Gosh, if I was a smart as you are, imagine what I could do.

John

Reply to
John Larkin

Brag and not deliver?

--
Service to my country? Been there, Done that, and I\'ve got my DD214 to
prove it.
Member of DAV #85.

Michael A. Terrell
Central Florida
Reply to
Michael A. Terrell

Not interested in hearing about it...

God help us....

You're too dumb to be very imaginative...

Reply to
Fred Bloggs

One doesn't often see the words dimmers and 4GHz together. Explanation, please?

Reply to
Winfield

NIF has 192 beam lines, each a big pipe full of flashtube pumped amplifiers. The input to each line is a fiberoptic blip of light at about 1100 nm; it makes 4 free-space passes through the slabs and emerges at the and, goes through a tripler, and enters the target chamber as UV. It all converges on a little gold capsule full of tritium and stuff.

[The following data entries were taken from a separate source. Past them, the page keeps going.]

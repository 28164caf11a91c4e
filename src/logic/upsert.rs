use anyhow::Result;
use log::{debug, info};
use serde_json::Value;
use std::collections::{HashMap, HashSet};

use crate::logic::aggregate::ResponseAggregator;
use crate::logic::hooks::HookContext;
use crate::logic::options::{within, BulkOptions};
use crate::logic::record::{ParsedRecord, RecordMode};
use crate::logic::resolver::ReferenceResolver;
use crate::model::{
    generate_uid, spec, BatchOutcome, CandidateRow, EntityKind, RecordError, ReferenceRequest,
    UpsertStatement, WrittenRow,
};
use crate::store::traits::Store;

/// Bulk insert-or-resurrect of records whose references are external
/// identifiers.
pub struct BulkUpsert;

impl BulkUpsert {
    /// Resolve every reference in the batch at once, drop records that fail
    /// validation or resolution, and write the rest with one statement.
    ///
    /// Invalid records never abort the batch; they come back in
    /// `errors` with their original payload. Store failures are fatal and
    /// nothing from the batch is returned.
    pub async fn run<S>(
        store: &S,
        kind: EntityKind,
        records: Vec<Value>,
        options: &BulkOptions,
    ) -> Result<BatchOutcome>
    where
        S: Store + ?Sized,
    {
        let table = spec(kind);
        let total = records.len();
        let mut errors: Vec<(usize, RecordError)> = Vec::new();
        let mut parsed = Vec::with_capacity(total);

        for (index, payload) in records.into_iter().enumerate() {
            match ParsedRecord::parse(table, index, payload, RecordMode::Insert) {
                Ok(record) => parsed.push(record),
                Err(error) => errors.push((index, error)),
            }
        }

        let mut request = ReferenceRequest::new();
        for record in &parsed {
            record.collect_references(&mut request);
        }
        let resolution = within(
            options.deadline,
            "reference resolution",
            ReferenceResolver::resolve(store, &request),
        )
        .await?;

        let hook = options.hook();
        let mut seen_keys = HashSet::new();
        let mut candidates = Vec::with_capacity(parsed.len());
        let mut payloads: HashMap<usize, Value> = HashMap::with_capacity(parsed.len());

        for mut record in parsed {
            if let Err(missing) = record.substitute_references(&resolution) {
                errors.push(record.reject(format!("{} not found", missing)));
                continue;
            }

            let checked = hook.check(&HookContext {
                kind,
                payload: &record.payload,
                values: &record.values,
                target: None,
                resolution: &resolution,
            });
            if let Err(message) = checked {
                errors.push(record.reject(message));
                continue;
            }

            let candidate = CandidateRow {
                index: record.index,
                uid: generate_uid(kind),
                values: record.values,
            };
            if let Some(key) = candidate.natural_key(table) {
                if !seen_keys.insert(key) {
                    errors.push((
                        record.index,
                        RecordError::new(format!("duplicate {} in batch", kind), record.payload),
                    ));
                    continue;
                }
            }

            payloads.insert(record.index, record.payload);
            candidates.push(candidate);
        }

        debug!(
            "Upsert into {}: {} of {} records survive validation",
            table.table,
            candidates.len(),
            total
        );

        if candidates.is_empty() {
            return Ok(ResponseAggregator::finish(table, errors, Vec::new()));
        }

        let statement = UpsertStatement {
            spec: table,
            rows: candidates,
            live_conflict: options.live_conflict,
        };
        let upserted = within(options.deadline, "upsert", store.execute_upsert(&statement)).await?;

        let resurrected = upserted.iter().filter(|row| !row.inserted).count();
        let mut by_key: HashMap<String, WrittenRow> = HashMap::with_capacity(upserted.len());
        for upserted_row in upserted {
            let key = table
                .natural_key_of(|column| upserted_row.row.get(column))
                .or_else(|| upserted_row.row.get("uid").and_then(Value::as_str).map(str::to_string))
                .unwrap_or_default();
            by_key.insert(key, upserted_row.into());
        }

        let mut written = Vec::with_capacity(statement.rows.len());
        for candidate in statement.rows {
            let key = candidate.natural_key(table).unwrap_or(candidate.uid);
            let payload = payloads.remove(&candidate.index).unwrap_or(Value::Null);
            match by_key.remove(&key) {
                Some(row) => written.push((candidate.index, row)),
                // Skipped by the store: the natural key belongs to a live row.
                None => errors.push((
                    candidate.index,
                    RecordError::new(format!("{} already exists", kind), payload),
                )),
            }
        }

        info!(
            "Upsert into {}: {} written ({} taken over), {} rejected",
            table.table,
            written.len(),
            resurrected,
            errors.len()
        );

        Ok(ResponseAggregator::finish(table, errors, written))
    }
}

The beamlines are grouped as 48 quads. In the MOR, the master oscillator room, there's a master laser that feeds 48 of our modulator boxes. Each box has a 4 gs/s 16-bit arb and a programmable 1 ps resolution square-pulse generator, and a bunch of bias stuff. We drive a 2-stage Mach-Zehnder optical modulator, one stage being a square pulse gate and the other being an arbitrary waveform. The output of our boxes gets optically amplified and is then run to the 192 big amps out on the floor. The idea is to precisely shape the waveforms of the light that ultimately whacks the target with about 1.5 MJ of UV.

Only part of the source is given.